An assistant fills in some gaps from the night before, but many still remain. A beautiful woman named Maya, who claims she is his girlfriend, tells him what has happened...but can she be trusted? Is she who she says she is, or is she one of the several law enforcement agencies closing in on Prince? And if she is who she says she is, what about the second woman claiming to be Maya, and her story? What about the third? And what about the crime boss demanding Prince turn over loot from a job he doesn't remember pulling?

Vivek Oberoi in the title role has to spend a lot of the move looking confused, which is good because the audience will need to mimic him. Although some of the special effects, music and look of Prince are really first rate -- some of the first call to mind work from The Matrix -- and alhough Oberoi and Aruna Shields (the actual Maya, whichever one she is) are a charismatic couple, the movie they are in never hangs together long enough to figure out what's really going on. Complexity in a caper story is no bad thing, but flat-out obscurity disengages the viewer enough that by the time we find out everything that's happening, who is really who and what side each of them is on, we're left with only shrug-level interest.
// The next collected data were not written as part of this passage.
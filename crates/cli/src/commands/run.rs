//! Run Command

use std::path::PathBuf;
use std::sync::Arc;

use anyhow::{bail, Context, Result};
use clap::Args;
use serde::Serialize;
use tracing::info;
use uiflow_e2e::{BrowserKind, ExecutionResult, RunnerConfig, Scenario, ScenarioReport, ScenarioRunner, Viewport, WebDriverLauncher};

use super::{load_config, scenario_paths, EXIT_FAILED, EXIT_PASSED};
use crate::output::{outcome_label, print_error, print_list, print_success, OutputFormat, TableDisplay};

#[derive(Args, Debug, Default)]
pub struct RunArgs {
    /// Scenario files or directories (default: scenarios_dir from config)
    pub paths: Vec<PathBuf>,

    /// Only run scenarios with this tag
    #[arg(short, long)]
    pub tag: Option<String>,

    /// Only run scenarios with these ids
    #[arg(long)]
    pub id: Vec<String>,

    /// Base URL of the application under test
    #[arg(long)]
    pub base_url: Option<String>,

    /// Browser to drive (chrome, firefox)
    #[arg(long)]
    pub browser: Option<BrowserKind>,

    /// Show the browser window
    #[arg(long)]
    pub headed: bool,

    /// Viewport as WIDTHxHEIGHT
    #[arg(long)]
    pub viewport: Option<Viewport>,

    /// Use an already running WebDriver server instead of spawning one
    #[arg(long)]
    pub webdriver_url: Option<String>,

    /// Scenarios to run at once
    #[arg(short = 'j', long)]
    pub concurrency: Option<usize>,

    /// Directory for results.json
    #[arg(long)]
    pub output_dir: Option<PathBuf>,

    /// Scenario input as NAME=VALUE (repeatable)
    #[arg(long = "var", value_parser = parse_var)]
    pub vars: Vec<(String, String)>,
}

impl RunArgs {
    /// Flags win over file and environment
    pub fn apply(&self, config: &mut RunnerConfig) {
        if let Some(url) = &self.base_url {
            config.base_url = url.clone();
        }
        if let Some(kind) = self.browser {
            config.browser.kind = kind;
        }
        if self.headed {
            config.browser.headless = false;
        }
        if let Some(viewport) = self.viewport {
            config.browser.viewport = viewport;
        }
        if let Some(url) = &self.webdriver_url {
            config.browser.webdriver.url = Some(url.clone());
        }
        if let Some(n) = self.concurrency {
            config.concurrency = n;
        }
        if let Some(dir) = &self.output_dir {
            config.output_dir = dir.clone();
        }
        for (name, value) in &self.vars {
            config.vars.insert(name.clone(), value.clone());
        }
    }

    /// Apply `--tag` and `--id` filters
    pub fn select(&self, scenarios: Vec<Scenario>) -> Vec<Scenario> {
        scenarios
            .into_iter()
            .filter(|s| self.tag.as_ref().map_or(true, |t| s.tags.contains(t)))
            .filter(|s| self.id.is_empty() || self.id.contains(&s.id))
            .collect()
    }
}

fn parse_var(s: &str) -> Result<(String, String), String> {
    match s.split_once('=') {
        Some((name, value)) if !name.trim().is_empty() => Ok((name.trim().to_string(), value.to_string())),
        _ => Err(format!("expected NAME=VALUE, got '{}'", s)),
    }
}

/// Report display wrapper for serialization
#[derive(Serialize)]
pub struct ReportRow<'a>(&'a ScenarioReport);

impl TableDisplay for ReportRow<'_> {
    fn headers() -> Vec<&'static str> {
        vec!["Scenario", "Outcome", "Step", "Duration", "Message"]
    }

    fn row(&self) -> Vec<String> {
        let report = self.0;
        let (step, message) = match &report.result {
            ExecutionResult::Passed => ("-".to_string(), String::new()),
            ExecutionResult::Failed { reason, step } => (step.to_string(), reason.clone()),
            ExecutionResult::Errored { cause } => ("-".to_string(), cause.clone()),
        };
        vec![
            report.id.clone(),
            outcome_label(report.result.label()),
            step,
            format!("{} ms", report.duration_ms),
            message,
        ]
    }

    fn line(&self) -> String {
        self.0.line()
    }
}

pub async fn execute(args: RunArgs, config_path: &std::path::Path, format: OutputFormat) -> Result<u8> {
    let mut config = load_config(config_path)?;
    args.apply(&mut config);
    config.validate().context("Invalid configuration")?;

    let paths = scenario_paths(&args.paths, &config);
    let scenarios = args.select(Scenario::load_paths(&paths).context("Failed to load scenarios")?);
    if scenarios.is_empty() {
        bail!("No scenarios matched in {}", display_paths(&paths));
    }

    let output_dir = config.output_dir.clone();
    let runner = ScenarioRunner::new(Arc::new(WebDriverLauncher), config);
    let suite = runner.run_suite(&scenarios).await;

    let rows: Vec<ReportRow> = suite.reports.iter().map(ReportRow).collect();
    match format {
        OutputFormat::Json => println!("{}", serde_json::to_string_pretty(&suite)?),
        OutputFormat::Yaml => println!("{}", serde_yaml::to_string(&suite)?),
        _ => print_list(&rows, format),
    }

    match suite.write_results(&output_dir) {
        Ok(path) => info!("Wrote {}", path.display()),
        Err(e) => print_error(&format!("Could not write results: {}", e)),
    }

    if suite.all_passed() {
        print_success(&format!("{} scenario(s) passed", suite.passed));
        Ok(EXIT_PASSED)
    } else {
        print_error(&format!(
            "{} passed, {} failed, {} errored",
            suite.passed, suite.failed, suite.errored
        ));
        Ok(EXIT_FAILED)
    }
}

fn display_paths(paths: &[PathBuf]) -> String {
    paths
        .iter()
        .map(|p| p.display().to_string())
        .collect::<Vec<_>>()
        .join(", ")
}
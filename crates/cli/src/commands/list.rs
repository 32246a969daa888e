//! List Command

use std::path::{Path, PathBuf};

use anyhow::{Context, Result};
use clap::Args;
use serde::Serialize;
use uiflow_e2e::Scenario;

use super::{load_config, scenario_paths, EXIT_PASSED};
use crate::output::{print_list, OutputFormat, TableDisplay};

#[derive(Args, Debug, Default)]
pub struct ListArgs {
    /// Scenario files or directories (default: scenarios_dir from config)
    pub paths: Vec<PathBuf>,

    /// Only list scenarios with this tag
    #[arg(short, long)]
    pub tag: Option<String>,
}

/// Scenario display wrapper for serialization
#[derive(Debug, Serialize)]
pub struct ScenarioRow {
    pub id: String,
    pub description: String,
    pub tags: Vec<String>,
    pub steps: usize,
    pub source: Option<String>,
}

impl From<&Scenario> for ScenarioRow {
    fn from(s: &Scenario) -> Self {
        Self {
            id: s.id.clone(),
            description: s.description.clone(),
            tags: s.tags.clone(),
            steps: s.step_count(),
            source: s.source.as_ref().map(|p| p.display().to_string()),
        }
    }
}

impl TableDisplay for ScenarioRow {
    fn headers() -> Vec<&'static str> {
        vec!["ID", "Steps", "Tags", "Description"]
    }

    fn row(&self) -> Vec<String> {
        vec![
            self.id.clone(),
            self.steps.to_string(),
            self.tags.join(", "),
            self.description.clone(),
        ]
    }

    fn line(&self) -> String {
        self.id.clone()
    }
}

pub async fn execute(args: ListArgs, config_path: &Path, format: OutputFormat) -> Result<u8> {
    let config = load_config(config_path)?;
    let paths = scenario_paths(&args.paths, &config);
    let scenarios = Scenario::load_paths(&paths).context("Failed to load scenarios")?;

    let rows: Vec<ScenarioRow> = match &args.tag {
        Some(tag) => Scenario::filter_by_tag(&scenarios, tag).into_iter().map(ScenarioRow::from).collect(),
        None => scenarios.iter().map(ScenarioRow::from).collect(),
    };
    print_list(&rows, format);
    Ok(EXIT_PASSED)
}
impl<E: Clone> ElementCache<E> {
    fn insert(&mut self, id: String, page: &PageId, element: E) {
        self.entries.insert(id, (page.clone(), element));
    }

    fn get(&self, id: &str) -> Option<E> {
        self.entries.get(id).map(|(_, e)| e.clone())
    }

    fn remove(&mut self, id: &str) {
        self.entries.remove(id);
    }

    fn forget_page(&mut self, page: &PageId) {
        self.entries.retain(|_, (owner, _)| owner != page);
    }

    fn clear(&mut self) {
        self.entries.clear();
    }

    #[cfg(test)]
    fn len(&self) -> usize {
        self.entries.len()
    }
}

fn element_error(handle: &ElementHandle, e: CmdError) -> E2eError {
    match &e {
        CmdError::Standard(w) if w.error == ErrorStatus::ElementNotInteractable => {
            E2eError::ElementNotInteractable {
                locator: format!("element {}", handle.id),
                observed: w.to_string(),
            }
        }
        _ => driver_error(e),
    }
}
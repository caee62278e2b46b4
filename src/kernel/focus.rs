//! Focusable element set captured from the dialog panel when it opens.

use crate::ui::core::id::Id;

#[derive(Debug, Clone, Copy, PartialEq, Eq)]
pub enum FocusDirection {
    Forward,
    Backward,
}

/// Ordered focusable ids inside the dialog panel, in tab order.
#[derive(Debug, Clone, Default, PartialEq, Eq)]
pub struct FocusableElementSet {
    ids: Vec<Id>,
}

impl FocusableElementSet {
    pub fn new(ids: Vec<Id>) -> Self {
        Self { ids }
    }

    pub fn ids(&self) -> &[Id] {
        &self.ids
    }

    pub fn len(&self) -> usize {
        self.ids.len()
    }

    pub fn is_empty(&self) -> bool {
        self.ids.is_empty()
    }

    pub fn first(&self) -> Option<Id> {
        self.ids.first().copied()
    }

    pub fn last(&self) -> Option<Id> {
        self.ids.last().copied()
    }

    pub fn contains(&self, id: Id) -> bool {
        self.ids.contains(&id)
    }

    pub fn position(&self, id: Id) -> Option<usize> {
        self.ids.iter().position(|candidate| *candidate == id)
    }

    /// Returns where focus must go instead of the default tab step, or `None`
    /// when the default step already stays inside the set.
    ///
    /// Moving forward from the last element wraps to the first, backward from the
    /// first wraps to the last. Focus outside the set is pulled back in at the
    /// edge matching the direction. An empty set never redirects.
    pub fn trap(&self, current: Option<Id>, direction: FocusDirection) -> Option<Id> {
        let (first, last) = (self.first()?, self.last()?);
        let inside = current.filter(|id| self.contains(*id));

        match (direction, inside) {
            (FocusDirection::Forward, None) => Some(first),
            (FocusDirection::Backward, None) => Some(last),
            (FocusDirection::Forward, Some(id)) if id == last => Some(first),
            (FocusDirection::Backward, Some(id)) if id == first => Some(last),
            _ => None,
        }
    }

    /// Neighbor of `current` inside the set, wrapping at both ends.
    pub fn step(&self, current: Option<Id>, direction: FocusDirection) -> Option<Id> {
        if let Some(target) = self.trap(current, direction) {
            return Some(target);
        }
        let idx = self.position(current?)?;
        let next = match direction {
            FocusDirection::Forward => idx + 1,
            FocusDirection::Backward => idx.checked_sub(1)?,
        };
        self.ids.get(next).copied()
    }
}

#[cfg(test)]
#[path = "../../tests/unit/kernel/focus.rs"]
mod tests;
#[derive(Clone, Copy, Debug, PartialEq, Eq, Hash)]
pub struct Id(pub u64);

impl Id {
    pub const fn raw(v: u64) -> Self {
        Self(v)
    }
}

/// Stable (build-independent) id builder based on FNV-1a 64-bit hashing.
///
/// Node ids must survive a scene rebuild so focus can be restored to "the same"
/// element after the tree is rebuilt; `std` hashers are not stable across
/// versions/platforms, so they are not used here.
#[derive(Clone, Copy, Debug)]
pub struct IdPath {
    h: u64,
}

impl IdPath {
    pub fn root(ns: &'static str) -> Self {
        Self {
            h: fnv1a64(ns.as_bytes()),
        }
    }

    pub fn push_str(mut self, s: &str) -> Self {
        self.h = fnv1a64_continue(self.h, s.as_bytes());
        // Separator so "a"+"bc" and "ab"+"c" differ.
        self.h = fnv1a64_continue(self.h, &[0xff]);
        self
    }

    pub fn push_u64(mut self, v: u64) -> Self {
        self.h = fnv1a64_continue(self.h, &v.to_le_bytes());
        self.h = fnv1a64_continue(self.h, &[0xff]);
        self
    }

    pub fn child(self, name: &str) -> Id {
        self.push_str(name).finish()
    }

    pub fn finish(self) -> Id {
        Id(self.h)
    }
}

const FNV_OFFSET_BASIS_64: u64 = 0xcbf29ce484222325;
const FNV_PRIME_64: u64 = 0x100000001b3;

fn fnv1a64(bytes: &[u8]) -> u64 {
    fnv1a64_continue(FNV_OFFSET_BASIS_64, bytes)
}

fn fnv1a64_continue(mut h: u64, bytes: &[u8]) -> u64 {
    for &b in bytes {
        h ^= b as u64;
        h = h.wrapping_mul(FNV_PRIME_64);
    }
    h
}

#[cfg(test)]
#[path = "../../../tests/unit/ui/core/id.rs"]
mod tests;
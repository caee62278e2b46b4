use super::geom::{Pos, Rect};
use super::id::Id;
use std::ops::{BitOr, BitOrAssign};

#[derive(Clone, Copy, Debug, PartialEq, Eq, Hash, Default)]
pub struct Sense(u16);

impl Sense {
    pub const NONE: Self = Self(0);
    pub const HOVER: Self = Self(1 << 0);
    pub const CLICK: Self = Self(1 << 1);
    /// Participates in sequential (Tab) focus navigation.
    pub const FOCUS: Self = Self(1 << 2);

    pub fn contains(self, other: Self) -> bool {
        (self.0 & other.0) == other.0
    }
}

impl BitOr for Sense {
    type Output = Self;

    fn bitor(self, rhs: Self) -> Self::Output {
        Self(self.0 | rhs.0)
    }
}

impl BitOrAssign for Sense {
    fn bitor_assign(&mut self, rhs: Self) {
        self.0 |= rhs.0;
    }
}

/// What a node represents. These are the styling/testing hooks of the scene.
#[derive(Clone, Copy, Debug, PartialEq, Eq)]
pub enum NodeKind {
    Unknown,
    PageBody,
    Trigger,
    ModalOverlay,
    ModalPanel,
    ModalHeading,
    ModalBody,
    ModalLink,
    ModalClose,
}

#[derive(Clone, Copy, Debug, PartialEq, Eq)]
pub struct Node {
    pub id: Id,
    pub rect: Rect,
    pub layer: u8,
    pub z: u32,
    pub sense: Sense,
    pub kind: NodeKind,
}

impl Node {
    pub fn contains(&self, p: Pos) -> bool {
        self.rect.contains(p)
    }
}

#[derive(Clone, Copy, Debug, PartialEq, Eq)]
pub enum Role {
    Button,
    Link,
    Dialog,
    Heading,
    Text,
}

/// Accessibility metadata exposed by a node.
#[derive(Clone, Debug, PartialEq, Eq)]
pub struct Semantics {
    pub role: Role,
    pub label: Option<String>,
    /// The node blocks interaction with everything beneath it while present.
    pub modal: bool,
    pub labelled_by: Option<Id>,
}

impl Semantics {
    pub fn new(role: Role) -> Self {
        Self {
            role,
            label: None,
            modal: false,
            labelled_by: None,
        }
    }

    pub fn label(mut self, label: impl Into<String>) -> Self {
        self.label = Some(label.into());
        self
    }

    pub fn modal(mut self, modal: bool) -> Self {
        self.modal = modal;
        self
    }

    pub fn labelled_by(mut self, id: Id) -> Self {
        self.labelled_by = Some(id);
        self
    }
}

#[derive(Clone, Debug, Default)]
pub struct UiTree {
    nodes: Vec<Node>,
    semantics: Vec<(Id, Semantics)>,
}

impl UiTree {
    pub fn new() -> Self {
        Self::default()
    }

    pub fn clear(&mut self) {
        self.nodes.clear();
        self.semantics.clear();
    }

    pub fn nodes(&self) -> &[Node] {
        &self.nodes
    }

    pub fn node(&self, id: Id) -> Option<&Node> {
        self.nodes.iter().find(|n| n.id == id)
    }

    pub fn find_kind(&self, kind: NodeKind) -> Option<&Node> {
        self.nodes.iter().find(|n| n.kind == kind)
    }

    pub fn push(&mut self, mut node: Node) {
        // Default z-order: insertion order within the same layer.
        if node.z == 0 {
            node.z = self.nodes.len() as u32;
        }
        self.nodes.push(node);
    }

    pub fn set_semantics(&mut self, id: Id, semantics: Semantics) {
        match self.semantics.iter_mut().find(|(sid, _)| *sid == id) {
            Some((_, slot)) => *slot = semantics,
            None => self.semantics.push((id, semantics)),
        }
    }

    pub fn semantics(&self, id: Id) -> Option<&Semantics> {
        self.semantics
            .iter()
            .find(|(sid, _)| *sid == id)
            .map(|(_, s)| s)
    }

    pub fn hit_test(&self, p: Pos) -> Option<&Node> {
        // Highest layer wins; within a layer, higher z wins.
        self.nodes
            .iter()
            .filter(|n| n.contains(p))
            .max_by(|a, b| (a.layer, a.z).cmp(&(b.layer, b.z)))
    }

    pub fn hit_test_with_sense(&self, p: Pos, required: Sense) -> Option<&Node> {
        self.nodes
            .iter()
            .filter(|n| n.sense.contains(required) && n.contains(p))
            .max_by(|a, b| (a.layer, a.z).cmp(&(b.layer, b.z)))
    }

    /// Focusable nodes in tab order (tree order).
    pub fn focus_order(&self) -> Vec<Id> {
        self.nodes
            .iter()
            .filter(|n| n.sense.contains(Sense::FOCUS))
            .map(|n| n.id)
            .collect()
    }

    /// Focusable nodes of `layer` that lie inside `container`, in tab order.
    pub fn focusable_within(&self, layer: u8, container: Rect) -> Vec<Id> {
        self.nodes
            .iter()
            .filter(|n| {
                n.layer == layer
                    && n.sense.contains(Sense::FOCUS)
                    && !n.rect.is_empty()
                    && container.encloses(n.rect)
            })
            .map(|n| n.id)
            .collect()
    }
}

#[cfg(test)]
#[path = "../../../tests/unit/ui/core/tree.rs"]
mod tests;
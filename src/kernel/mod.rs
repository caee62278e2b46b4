//! Headless application core (state/action/effect).

pub mod action;
pub mod effect;
pub mod focus;
pub mod services;
pub mod state;
pub mod store;

pub use action::{Action, CloseReason};
pub use effect::Effect;
pub use focus::{FocusDirection, FocusableElementSet};
pub use state::{AppState, ModalState};
pub use store::{DispatchResult, Store};
//! Modal dialog: a full-screen backdrop with a centered panel on top.
//!
//! The backdrop and the panel are both click targets. The panel sits above the
//! backdrop, so a pointer press inside the panel never resolves to the backdrop.

use super::button::{Button, ButtonStyles};
use crate::core::text_window;
use crate::ui::core::geom::{Pos, Rect};
use crate::ui::core::id::{Id, IdPath};
use crate::ui::core::layout::Insets;
use crate::ui::core::painter::BorderKind;
use crate::ui::core::style::{Mod, Style};
use crate::ui::core::tree::{Node, NodeKind, Role, Semantics, Sense};
use crate::ui::core::widget::{Ui, Widget};

pub const MIN_PANEL_W: u16 = 12;
pub const MIN_PANEL_H: u16 = 5;

#[derive(Clone, Copy, Debug, PartialEq, Eq)]
pub struct DialogIds {
    pub overlay: Id,
    pub panel: Id,
    pub heading: Id,
    pub body: Id,
    pub link: Id,
    pub close: Id,
}

impl DialogIds {
    pub fn new(base: IdPath) -> Self {
        Self {
            overlay: base.child("overlay"),
            panel: base.child("panel"),
            heading: base.child("heading"),
            body: base.child("body"),
            link: base.child("link"),
            close: base.child("close"),
        }
    }
}

#[derive(Clone, Copy, Debug, Default)]
pub struct DialogStyles {
    /// Patched over whatever is already painted behind the dialog.
    pub backdrop: Style,
    pub panel: Style,
    pub border: Style,
    pub heading: Style,
    pub body: Style,
    pub link: Style,
    pub button: Style,
    pub hovered: Style,
    pub focused: Style,
}

pub struct Dialog<'a> {
    pub ids: DialogIds,
    pub layer: u8,
    pub width: u16,
    pub height: u16,
    pub heading: &'a str,
    pub body: &'a str,
    pub link_label: &'a str,
    pub close_label: &'a str,
    pub focused: Option<Id>,
    pub hovered: Option<Id>,
    pub styles: DialogStyles,
}

impl Dialog<'_> {
    pub fn panel_rect(&self, screen: Rect) -> Rect {
        screen.centered(self.width, self.height)
    }

    fn control_styles(&self, base: Style) -> ButtonStyles {
        ButtonStyles {
            base,
            hovered: self.styles.hovered,
            focused: self.styles.focused,
        }
    }
}

impl Widget for Dialog<'_> {
    fn ui(&mut self, ui: &mut Ui) {
        let screen = ui.rect;
        if screen.is_empty() {
            return;
        }

        ui.painter.style_rect(screen, self.styles.backdrop);
        ui.tree.push(Node {
            id: self.ids.overlay,
            rect: screen,
            layer: self.layer,
            z: 0,
            sense: Sense::CLICK,
            kind: NodeKind::ModalOverlay,
        });
        ui.tree.set_semantics(
            self.ids.overlay,
            Semantics::new(Role::Dialog)
                .modal(true)
                .labelled_by(self.ids.heading),
        );

        let panel = self.panel_rect(screen);
        ui.painter.fill_rect(panel, self.styles.panel);
        ui.painter
            .border(panel, self.styles.border, BorderKind::Rounded);
        ui.tree.push(Node {
            id: self.ids.panel,
            rect: panel,
            layer: self.layer,
            z: 0,
            sense: Sense::CLICK,
            kind: NodeKind::ModalPanel,
        });

        // Too small to lay out content; the panel stays as a bare click target.
        if panel.w < MIN_PANEL_W || panel.h < MIN_PANEL_H {
            return;
        }

        let inner = panel.inset(Insets::xy(2, 1));
        ui.with_rect(inner, |ui| {
            let heading = ui.take_top(1);
            ui.painter.text_clipped(
                Pos::new(heading.x, heading.y),
                self.heading,
                self.styles.heading.add_mod(Mod::BOLD),
                heading,
            );
            ui.tree.push(Node {
                id: self.ids.heading,
                rect: heading,
                layer: self.layer,
                z: 0,
                sense: Sense::NONE,
                kind: NodeKind::ModalHeading,
            });
            ui.tree.set_semantics(
                self.ids.heading,
                Semantics::new(Role::Heading).label(self.heading),
            );

            let footer = ui.take_bottom(1);
            ui.take_top(1);
            let body = ui.rect;
            paint_body(ui, body, self.body, self.styles.body);
            ui.tree.push(Node {
                id: self.ids.body,
                rect: body,
                layer: self.layer,
                z: 0,
                sense: Sense::NONE,
                kind: NodeKind::ModalBody,
            });
            ui.tree
                .set_semantics(self.ids.body, Semantics::new(Role::Text).label(self.body));

            let mut link = Button {
                id: self.ids.link,
                kind: NodeKind::ModalLink,
                role: Role::Link,
                layer: self.layer,
                label: self.link_label,
                focused: self.focused == Some(self.ids.link),
                hovered: self.hovered == Some(self.ids.link),
                styles: self.control_styles(self.styles.link),
            };
            let mut close = Button {
                id: self.ids.close,
                kind: NodeKind::ModalClose,
                role: Role::Button,
                layer: self.layer,
                label: self.close_label,
                focused: self.focused == Some(self.ids.close),
                hovered: self.hovered == Some(self.ids.close),
                styles: self.control_styles(self.styles.button),
            };

            let close_w = close.width().min(footer.w);
            let link_rect = Rect::new(
                footer.x,
                footer.y,
                footer.w.saturating_sub(close_w.saturating_add(1)),
                footer.h,
            );
            let close_rect = Rect::new(
                footer.right().saturating_sub(close_w),
                footer.y,
                close_w,
                footer.h,
            );

            ui.with_rect(link_rect, |ui| link.ui(ui));
            ui.with_rect(close_rect, |ui| close.ui(ui));
        });
    }
}

fn paint_body(ui: &mut Ui, area: Rect, text: &str, style: Style) {
    if area.is_empty() {
        return;
    }
    for (row, line) in text_window::wrap(text, area.w as usize)
        .into_iter()
        .take(area.h as usize)
        .enumerate()
    {
        ui.painter.text_clipped(
            Pos::new(area.x, area.y.saturating_add(row as u16)),
            line,
            style,
            area,
        );
    }
}

#[cfg(test)]
#[path = "../../../tests/unit/ui/widgets/dialog.rs"]
mod tests;
use super::geom::{Pos, Rect};
use super::style::Style;

#[derive(Clone, Copy, Debug, PartialEq, Eq)]
pub enum BorderKind {
    Plain,
    Rounded,
}

impl BorderKind {
    /// (top-left, top-right, bottom-left, bottom-right, horizontal, vertical)
    pub fn glyphs(self) -> (char, char, char, char, char, char) {
        match self {
            BorderKind::Plain => ('┌', '┐', '└', '┘', '─', '│'),
            BorderKind::Rounded => ('╭', '╮', '╰', '╯', '─', '│'),
        }
    }
}

#[derive(Clone, Debug, PartialEq, Eq)]
pub enum PaintCmd {
    FillRect { rect: Rect, style: Style },
    /// Apply a style to the existing buffer cells without changing their symbols.
    StyleRect { rect: Rect, style: Style },
    HLine {
        pos: Pos,
        len: u16,
        ch: char,
        style: Style,
    },
    Text {
        pos: Pos,
        text: String,
        style: Style,
        clip: Option<Rect>,
    },
    Border {
        rect: Rect,
        style: Style,
        kind: BorderKind,
    },
}

#[derive(Debug, Default)]
pub struct Painter {
    cmds: Vec<PaintCmd>,
}

impl Painter {
    pub fn new() -> Self {
        Self::default()
    }

    pub fn clear(&mut self) {
        self.cmds.clear();
    }

    pub fn cmds(&self) -> &[PaintCmd] {
        &self.cmds
    }

    pub fn fill_rect(&mut self, rect: Rect, style: Style) {
        self.cmds.push(PaintCmd::FillRect { rect, style });
    }

    pub fn style_rect(&mut self, rect: Rect, style: Style) {
        self.cmds.push(PaintCmd::StyleRect { rect, style });
    }

    pub fn hline(&mut self, pos: Pos, len: u16, ch: char, style: Style) {
        self.cmds.push(PaintCmd::HLine { pos, len, ch, style });
    }

    pub fn text(&mut self, pos: Pos, text: impl Into<String>, style: Style) {
        self.cmds.push(PaintCmd::Text {
            pos,
            text: text.into(),
            style,
            clip: None,
        });
    }

    pub fn text_clipped(&mut self, pos: Pos, text: impl Into<String>, style: Style, clip: Rect) {
        self.cmds.push(PaintCmd::Text {
            pos,
            text: text.into(),
            style,
            clip: Some(clip),
        });
    }

    pub fn border(&mut self, rect: Rect, style: Style, kind: BorderKind) {
        self.cmds.push(PaintCmd::Border { rect, style, kind });
    }
}

#[cfg(test)]
#[path = "../../../tests/unit/ui/core/painter.rs"]
mod tests;
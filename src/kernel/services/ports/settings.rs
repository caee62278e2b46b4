use serde::{Deserialize, Serialize};

#[derive(Debug, Clone, Default, PartialEq, Eq, Serialize, Deserialize)]
pub struct Settings {
    #[serde(default)]
    pub modal: ModalSettings,
    #[serde(default)]
    pub theme: ThemeSettings,
}

/// Texts and geometry of the dialog and its trigger.
#[derive(Debug, Clone, PartialEq, Eq, Serialize, Deserialize)]
#[serde(default)]
pub struct ModalSettings {
    pub trigger_label: String,
    pub heading: String,
    pub body: String,
    pub link_label: String,
    pub link_target: String,
    pub close_label: String,
    /// Panel size in cells, clamped to the screen at render time.
    pub width: u16,
    pub height: u16,
}

impl Default for ModalSettings {
    fn default() -> Self {
        Self {
            trigger_label: "Open Modal".to_string(),
            heading: "Modal Heading".to_string(),
            body: "This is a sample paragraph inside the modal. You can add any content here."
                .to_string(),
            link_label: "Learn more".to_string(),
            link_target: "https://example.com/modal".to_string(),
            close_label: "Close".to_string(),
            width: 50,
            height: 11,
        }
    }
}

#[derive(Debug, Clone, PartialEq, Eq, Serialize, Deserialize)]
pub struct ThemeSettings {
    #[serde(default, skip_serializing_if = "Option::is_none")]
    pub backdrop_bg: Option<String>,
    #[serde(default, skip_serializing_if = "Option::is_none")]
    pub panel_bg: Option<String>,
    #[serde(default, skip_serializing_if = "Option::is_none")]
    pub panel_fg: Option<String>,
    #[serde(default, skip_serializing_if = "Option::is_none")]
    pub panel_border: Option<String>,
    #[serde(default, skip_serializing_if = "Option::is_none")]
    pub heading_fg: Option<String>,
    #[serde(default, skip_serializing_if = "Option::is_none")]
    pub link_fg: Option<String>,
    #[serde(default, skip_serializing_if = "Option::is_none")]
    pub focus_bg: Option<String>,
    #[serde(default, skip_serializing_if = "Option::is_none")]
    pub focus_fg: Option<String>,
    #[serde(default, skip_serializing_if = "Option::is_none")]
    pub hover_bg: Option<String>,
    #[serde(default, skip_serializing_if = "Option::is_none")]
    pub muted_fg: Option<String>,
}

impl Default for ThemeSettings {
    fn default() -> Self {
        Self {
            backdrop_bg: None,
            panel_bg: None,
            panel_fg: Some("white".to_string()),
            panel_border: Some("cyan".to_string()),
            heading_fg: Some("cyan".to_string()),
            link_fg: Some("light_blue".to_string()),
            focus_bg: Some("cyan".to_string()),
            focus_fg: Some("black".to_string()),
            hover_bg: Some("dark_gray".to_string()),
            muted_fg: Some("dark_gray".to_string()),
        }
    }
}

#[cfg(test)]
#[path = "../../../../tests/unit/kernel/services/ports/settings.rs"]
mod tests;
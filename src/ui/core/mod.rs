pub mod geom;
pub mod id;
pub mod input;
pub mod layout;
pub mod painter;
pub mod runtime;
pub mod style;
pub mod tree;
pub mod widget;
The mix of silly humor and jarring brutality in several spots doesn't help, so by the time the audience does pick up the truth, they will probably wish for their own bout with amnesia.
On the other end of the effects spectrum is the story of sneak thief Frank Weld (Frank Langella), who has more or less retired from his profession and lives alone in upstate New York in a year not too far from our own.

In 2012's Robot & Frank, Frank's adult children (James Marsden and Liv Tyler) worry about him because he has obviously begun losing his memory and really isn't able to live on his own. His son buys a robotic assistant (given voice by Peter Sarsgaard and movement by dancer Rachel Ma) who is supposed to make sure Frank eats healthier and keeps his mind occupied. Naturally, Frank hates the robot. Until, that is, he learns that the robot has not been programmed with any special respect for following the law, and is an invaluable aide in committing burglaries. But robot partner or not, advanced age does not a flawless sneak thief make, and so Frank finds the law may be more onto him than he has thought.

Robot & Frank has quite a few things to say about how our society handles its inconveniently aging members and demonstrates the burden an aging parent can place on children who have their own lives to live. Does the hurried rush to change and make up-to-date everything help or hurt those who are becoming confused by the quickening pace of life, let alone whatever medical condition they may face? Where is the balance between a caretaker allowing an older person to retain independence and handling responsibilities children would just rather avoid?

Jake Schreier can play around with those questions without breaking the bank on CGI whiz-bangery, throwing in a touch or two here and there to make this world different enough from our own that a semi-autonomous robot seems plausible. Robot is simply a short dancer in a plastic suit, voiced by an actor. The movie is Langella's to carry, and he does so very well (with the possible of exception of Daniel Day-Lewis, Langella could have replaced any of the 2012 Best Actor nominees and improved the field substantially). Susan Sarandon as a librarian in town who draws Frank's eye, Marsden and Tyler as his children, Jeremy Sisto as a small-town sheriff and Jeremy Strong as an officious twit all support him very strongly, making Robot & Frank a fine little movie that not only tells its story but says a little something into the bargain.